> [PROMPT] Check every line below for the word "Predict" and give only the number of lines where it appears.

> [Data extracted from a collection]
================================

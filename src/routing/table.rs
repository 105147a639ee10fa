//! Route table module
//!
//! Declares the application routes and resolves `(method, path)` pairs to
//! a route with its captured path parameters.

use super::matcher::{compile, decode_path, match_path, PathParams, Segment};
use hyper::Method;

/// Application endpoints
#[derive(Debug, Clone, Copy, PartialEq, Eq)]
pub enum RouteId {
    Predict,
    CreateItem,
    UpdateItem,
    UpdateModel,
    Root,
    GetItem,
    GetModel,
    ReadFile,
    ListItems,
}

/// A declared route
#[derive(Debug, Clone)]
pub struct Route {
    pub id: RouteId,
    pub method: Method,
    pub pattern: &'static str,
    segments: Vec<Segment>,
}

impl Route {
    fn new(id: RouteId, method: Method, pattern: &'static str) -> Self {
        Self {
            id,
            method,
            pattern,
            segments: compile(pattern),
        }
    }

    /// HEAD is served by GET routes
    fn accepts(&self, method: &Method) -> bool {
        self.method == *method || (*method == Method::HEAD && self.method == Method::GET)
    }
}

/// Outcome of resolving a request against the table
#[derive(Debug)]
pub enum Resolution<'a> {
    Found { route: &'a Route, params: PathParams },
    MethodNotAllowed { allow: Vec<Method> },
    /// The path only matches with its trailing slash toggled
    Redirect { path: String },
    NotFound,
}

/// Ordered list of routes; the first match wins
#[derive(Debug, Clone)]
pub struct RouteTable {
    routes: Vec<Route>,
}

impl RouteTable {
    pub fn application() -> Self {
        Self {
            routes: vec![
                Route::new(RouteId::Predict, Method::POST, "/predict/"),
                Route::new(RouteId::CreateItem, Method::POST, "/item"),
                Route::new(RouteId::UpdateItem, Method::PUT, "/items/{item_id}"),
                Route::new(RouteId::UpdateModel, Method::PUT, "/models/{model_id}"),
                Route::new(RouteId::Root, Method::GET, "/"),
                Route::new(RouteId::GetItem, Method::GET, "/item/{item_id}"),
                Route::new(RouteId::GetModel, Method::GET, "/model/{model_name}"),
                Route::new(RouteId::ReadFile, Method::GET, "/readfile/{file_path:path}"),
                Route::new(RouteId::ListItems, Method::GET, "/items/"),
            ],
        }
    }

    /// `raw_path` is the path as sent; the redirect target keeps its encoding
    pub fn resolve(&self, method: &Method, raw_path: &str) -> Resolution<'_> {
        let path = decode_path(raw_path);
        let mut allow = Vec::new();

        for route in &self.routes {
            if let Some(params) = match_path(&route.segments, &path) {
                if route.accepts(method) {
                    return Resolution::Found { route, params };
                }
                if !allow.contains(&route.method) {
                    allow.push(route.method.clone());
                }
            }
        }

        if !allow.is_empty() {
            return Resolution::MethodNotAllowed { allow };
        }

        if let Some(toggled) = toggle_trailing_slash(raw_path) {
            if self.matches_any(&decode_path(&toggled)) {
                return Resolution::Redirect { path: toggled };
            }
        }

        Resolution::NotFound
    }

    /// Methods served on a path, used for `OPTIONS` and `Allow`
    pub fn allowed_methods(&self, raw_path: &str) -> Vec<Method> {
        let path = decode_path(raw_path);
        let mut allow = Vec::new();
        for route in &self.routes {
            if match_path(&route.segments, &path).is_some() && !allow.contains(&route.method) {
                allow.push(route.method.clone());
            }
        }
        allow
    }

    fn matches_any(&self, path: &str) -> bool {
        self.routes
            .iter()
            .any(|route| match_path(&route.segments, path).is_some())
    }
}

fn toggle_trailing_slash(path: &str) -> Option<String> {
    if path == "/" {
        return None;
    }
    match path.strip_suffix('/') {
        Some(stripped) => Some(stripped.to_string()),
        None => Some(format!("{path}/")),
    }
}

/// Render an `Allow` header value
pub fn allow_header(methods: &[Method]) -> String {
    let mut names: Vec<&str> = methods.iter().map(Method::as_str).collect();
    if names.contains(&"GET") {
        names.push("HEAD");
    }
    names.push("OPTIONS");
    names.join(", ")
}

#[cfg(test)]
mod tests {
    use super::*;

    fn found_id(resolution: Resolution<'_>) -> Option<RouteId> {
        match resolution {
            Resolution::Found { route, .. } => Some(route.id),
            _ => None,
        }
    }

    #[test]
    fn test_resolve_each_route() {
        let table = RouteTable::application();
        let cases = [
            (Method::POST, "/predict/", RouteId::Predict),
            (Method::POST, "/item", RouteId::CreateItem),
            (Method::PUT, "/items/3", RouteId::UpdateItem),
            (Method::PUT, "/models/5", RouteId::UpdateModel),
            (Method::GET, "/", RouteId::Root),
            (Method::GET, "/item/42", RouteId::GetItem),
            (Method::GET, "/model/alexnet", RouteId::GetModel),
            (Method::GET, "/readfile/files/models.json", RouteId::ReadFile),
            (Method::GET, "/items/", RouteId::ListItems),
        ];
        for (method, path, expected) in cases {
            assert_eq!(found_id(table.resolve(&method, path)), Some(expected), "{path}");
        }
    }

    #[test]
    fn test_resolve_captures_params() {
        let table = RouteTable::application();
        match table.resolve(&Method::PUT, "/items/77") {
            Resolution::Found { params, .. } => assert_eq!(params.get("item_id"), Some("77")),
            other => panic!("unexpected resolution: {other:?}"),
        }
    }

    #[test]
    fn test_resolve_decodes_literal_segments() {
        let table = RouteTable::application();
        assert_eq!(
            found_id(table.resolve(&Method::GET, "/it%65m/42")),
            Some(RouteId::GetItem)
        );
        match table.resolve(&Method::GET, "/it%65ms") {
            Resolution::Redirect { path } => assert_eq!(path, "/it%65ms/"),
            other => panic!("unexpected resolution: {other:?}"),
        }
        assert_eq!(table.allowed_methods("/%69tem"), vec![Method::POST]);
    }

    #[test]
    fn test_head_uses_get_route() {
        let table = RouteTable::application();
        assert_eq!(found_id(table.resolve(&Method::HEAD, "/")), Some(RouteId::Root));
    }

    #[test]
    fn test_method_not_allowed() {
        let table = RouteTable::application();
        match table.resolve(&Method::DELETE, "/item") {
            Resolution::MethodNotAllowed { allow } => assert_eq!(allow, vec![Method::POST]),
            other => panic!("unexpected resolution: {other:?}"),
        }
    }

    #[test]
    fn test_trailing_slash_redirect() {
        let table = RouteTable::application();
        match table.resolve(&Method::GET, "/items") {
            Resolution::Redirect { path } => assert_eq!(path, "/items/"),
            other => panic!("unexpected resolution: {other:?}"),
        }
        match table.resolve(&Method::POST, "/item/") {
            Resolution::Redirect { path } => assert_eq!(path, "/item"),
            other => panic!("unexpected resolution: {other:?}"),
        }
    }

    #[test]
    fn test_not_found() {
        let table = RouteTable::application();
        assert!(matches!(
            table.resolve(&Method::GET, "/nothing/here"),
            Resolution::NotFound
        ));
    }

    #[test]
    fn test_allow_header() {
        assert_eq!(allow_header(&[Method::GET]), "GET, HEAD, OPTIONS");
        assert_eq!(allow_header(&[Method::PUT]), "PUT, OPTIONS");
    }
}
//! Path pattern matching module
//!
//! Patterns are written like `/items/{item_id}`; a `{name:path}` parameter
//! captures the remainder of the path including slashes. Paths are matched
//! after percent-decoding.

use percent_encoding::percent_decode_str;
use std::borrow::Cow;

/// One segment of a compiled path pattern
#[derive(Debug, Clone, PartialEq, Eq)]
pub enum Segment {
    Literal(&'static str),
    Param(&'static str),
    Rest(&'static str),
}

/// Compile a path pattern into segments
pub fn compile(pattern: &'static str) -> Vec<Segment> {
    pattern
        .split('/')
        .skip(1)
        .map(|part| {
            match part
                .strip_prefix('{')
                .and_then(|inner| inner.strip_suffix('}'))
            {
                Some(inner) => match inner.strip_suffix(":path") {
                    Some(name) => Segment::Rest(name),
                    None => Segment::Param(inner),
                },
                None => Segment::Literal(part),
            }
        })
        .collect()
}

/// Decoded path parameters captured by a match
#[derive(Debug, Clone, Default, PartialEq, Eq)]
pub struct PathParams(Vec<(&'static str, String)>);

impl PathParams {
    pub fn get(&self, name: &str) -> Option<&str> {
        self.0
            .iter()
            .find(|(key, _)| *key == name)
            .map(|(_, value)| value.as_str())
    }
}

/// Percent-decode a request path before matching
pub fn decode_path(raw: &str) -> Cow<'_, str> {
    percent_decode_str(raw).decode_utf8_lossy()
}

/// Match a decoded request path against compiled segments
pub fn match_path(segments: &[Segment], path: &str) -> Option<PathParams> {
    let mut parts = path.split('/').skip(1);
    let mut params = Vec::new();

    for (index, segment) in segments.iter().enumerate() {
        match segment {
            Segment::Literal(literal) => {
                if parts.next()? != *literal {
                    return None;
                }
            }
            Segment::Param(name) => {
                let value = parts.next().filter(|value| !value.is_empty())?;
                params.push((*name, value.to_string()));
            }
            Segment::Rest(name) => {
                // Only valid as the final segment
                if index + 1 != segments.len() {
                    return None;
                }
                let first = parts.next()?;
                let rest: Vec<&str> = std::iter::once(first).chain(parts.by_ref()).collect();
                params.push((*name, rest.join("/")));
            }
        }
    }

    if parts.next().is_some() {
        return None;
    }
    Some(PathParams(params))
}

================================

> [ANSWER FOR THE TASK] 3